### WHAT TO PRODUCE
Throughout the listing below, show every line in which "index" occurs.

....................

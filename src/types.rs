//! Core data types for the pairs backtest engine.

use crate::error::{BacktestError, Result};
use crate::regime::Regime;
use serde::{Deserialize, Serialize};
use std::fmt;

/// Two time-aligned daily price series for a fixed instrument pair.
///
/// Both legs have equal length and contain only finite, strictly positive
/// prices; construction enforces this so downstream stages never see NaN.
#[derive(Debug, Clone, PartialEq, Serialize, Deserialize)]
pub struct PairSeries {
    pub symbol_a: String,
    pub symbol_b: String,
    pub prices_a: Vec<f64>,
    pub prices_b: Vec<f64>,
}

impl PairSeries {
    /// Create a validated pair of aligned price series.
    pub fn new(
        symbol_a: impl Into<String>,
        symbol_b: impl Into<String>,
        prices_a: Vec<f64>,
        prices_b: Vec<f64>,
    ) -> Result<Self> {
        if prices_a.len() != prices_b.len() {
            return Err(BacktestError::DataError(format!(
                "price series length mismatch: {} vs {}",
                prices_a.len(),
                prices_b.len()
            )));
        }
        if prices_a.is_empty() {
            return Err(BacktestError::NoData);
        }
        for (i, (&a, &b)) in prices_a.iter().zip(&prices_b).enumerate() {
            if !a.is_finite() || !b.is_finite() || a <= 0.0 || b <= 0.0 {
                return Err(BacktestError::DataError(format!(
                    "non-positive or non-finite price at index {}: a={}, b={}",
                    i, a, b
                )));
            }
        }
        Ok(Self {
            symbol_a: symbol_a.into(),
            symbol_b: symbol_b.into(),
            prices_a,
            prices_b,
        })
    }

    /// Number of aligned observations.
    pub fn len(&self) -> usize {
        self.prices_a.len()
    }

    pub fn is_empty(&self) -> bool {
        self.prices_a.is_empty()
    }
}

/// Direction of a pairs trade across the two legs.
#[derive(Debug, Clone, Copy, PartialEq, Eq, Serialize, Deserialize)]
#[serde(rename_all = "snake_case")]
pub enum Direction {
    /// Long leg A, short leg B.
    LongAShortB,
    /// Short leg A, long leg B.
    ShortALongB,
}

impl Direction {
    /// Combine per-leg simple returns into the trade's directional return.
    pub fn combined_return(&self, return_a: f64, return_b: f64) -> f64 {
        match self {
            Direction::LongAShortB => return_a - return_b,
            Direction::ShortALongB => return_b - return_a,
        }
    }
}

impl fmt::Display for Direction {
    fn fmt(&self, f: &mut fmt::Formatter<'_>) -> fmt::Result {
        match self {
            Direction::LongAShortB => write!(f, "long_A_short_B"),
            Direction::ShortALongB => write!(f, "short_A_long_B"),
        }
    }
}

/// Which regime-conditioned strategy opened the trade.
#[derive(Debug, Clone, Copy, PartialEq, Eq, Serialize, Deserialize)]
#[serde(rename_all = "snake_case")]
pub enum StrategyKind {
    /// Bets the spread reverts toward its rolling mean.
    MeanReversion,
    /// Bets the spread keeps moving in its current direction.
    Momentum,
}

impl fmt::Display for StrategyKind {
    fn fmt(&self, f: &mut fmt::Formatter<'_>) -> fmt::Result {
        match self {
            StrategyKind::MeanReversion => write!(f, "mean_reversion"),
            StrategyKind::Momentum => write!(f, "momentum"),
        }
    }
}

/// Why a position was closed.
#[derive(Debug, Clone, Copy, PartialEq, Eq, Serialize, Deserialize)]
#[serde(rename_all = "snake_case")]
pub enum ExitReason {
    /// Spread z-score returned inside the exit threshold.
    MeanReversionTarget,
    /// Spread z-score flipped sign against the entry.
    MomentumReversal,
    /// Unrealized loss breached the stop fraction of allocated capital.
    StopLoss,
    /// Held longer than the maximum holding period.
    MaxHoldingPeriod,
    /// Forced closure when the simulation ran out of data.
    BacktestEnd,
}

impl fmt::Display for ExitReason {
    fn fmt(&self, f: &mut fmt::Formatter<'_>) -> fmt::Result {
        match self {
            ExitReason::MeanReversionTarget => write!(f, "mean_reversion_target"),
            ExitReason::MomentumReversal => write!(f, "momentum_reversal"),
            ExitReason::StopLoss => write!(f, "stop_loss"),
            ExitReason::MaxHoldingPeriod => write!(f, "max_holding_period"),
            ExitReason::BacktestEnd => write!(f, "backtest_end"),
        }
    }
}

/// An open pairs position, owned exclusively by the ledger until closed.
#[derive(Debug, Clone, Serialize, Deserialize)]
pub struct Position {
    /// Ledger-assigned sequential id, stable across identical runs.
    pub id: u64,
    /// Simulation day the position was opened.
    pub entry_day: usize,
    pub entry_price_a: f64,
    pub entry_price_b: f64,
    pub entry_zscore: f64,
    pub direction: Direction,
    pub strategy: StrategyKind,
    pub entry_regime: Regime,
    /// Unlevered capital debited from cash at entry.
    pub capital_allocated: f64,
    pub leverage: f64,
    /// Commission + slippage accumulated so far (entry side only while open).
    pub transaction_costs: f64,
}

impl Position {
    /// Create a new open position.
    #[allow(clippy::too_many_arguments)]
    pub fn open(
        id: u64,
        entry_day: usize,
        entry_price_a: f64,
        entry_price_b: f64,
        entry_zscore: f64,
        direction: Direction,
        strategy: StrategyKind,
        entry_regime: Regime,
        capital_allocated: f64,
        leverage: f64,
        entry_costs: f64,
    ) -> Self {
        Self {
            id,
            entry_day,
            entry_price_a,
            entry_price_b,
            entry_zscore,
            direction,
            strategy,
            entry_regime,
            capital_allocated,
            leverage,
            transaction_costs: entry_costs,
        }
    }

    /// Notional exposure the position controls.
    pub fn notional(&self) -> f64 {
        self.capital_allocated * self.leverage
    }

    /// Mark-to-market PnL at the given leg prices, leverage included.
    pub fn unrealized_pnl(&self, price_a: f64, price_b: f64) -> f64 {
        let return_a = (price_a - self.entry_price_a) / self.entry_price_a;
        let return_b = (price_b - self.entry_price_b) / self.entry_price_b;
        self.direction.combined_return(return_a, return_b) * self.notional()
    }

    /// Capital tied up in the position plus its mark-to-market PnL.
    pub fn carrying_value(&self, price_a: f64, price_b: f64) -> f64 {
        self.capital_allocated + self.unrealized_pnl(price_a, price_b)
    }

    /// Whole days the position has been held as of `day`.
    pub fn holding_days(&self, day: usize) -> usize {
        day.saturating_sub(self.entry_day)
    }
}

/// A closed pairs trade. Immutable once created.
#[derive(Debug, Clone, Serialize, Deserialize)]
pub struct ClosedTrade {
    pub id: u64,
    pub entry_day: usize,
    pub exit_day: usize,
    pub entry_price_a: f64,
    pub entry_price_b: f64,
    pub exit_price_a: f64,
    pub exit_price_b: f64,
    pub entry_zscore: f64,
    pub direction: Direction,
    pub strategy: StrategyKind,
    pub entry_regime: Regime,
    pub capital_allocated: f64,
    pub leverage: f64,
    /// Entry + exit commission and slippage.
    pub transaction_costs: f64,
    pub exit_reason: ExitReason,
    /// Realized PnL after exit costs, in account currency.
    pub net_pnl: f64,
    /// Realized PnL as percent of allocated capital.
    pub pnl_pct: f64,
    pub holding_days: usize,
}

impl ClosedTrade {
    pub fn is_win(&self) -> bool {
        self.net_pnl > 0.0
    }
}

/// Equity snapshot for one simulated day.
#[derive(Debug, Clone, PartialEq, Serialize, Deserialize)]
pub struct EquityPoint {
    /// Simulation day index (0 = first day with defined statistics).
    pub day: usize,
    /// Cash plus carrying value of all open positions.
    pub equity: f64,
    pub cash: f64,
    /// Sum of leveraged mark-to-market PnL across open positions.
    pub unrealized_pnl: f64,
    /// Decline from the running equity peak, in percent.
    pub drawdown_pct: f64,
    pub open_positions: usize,
}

....................

### ANSWER TO THE EXERCISE
                    "non-positive or non-finite price at index {}: a={}, b={}",
    /// Simulation day index (0 = first day with defined statistics).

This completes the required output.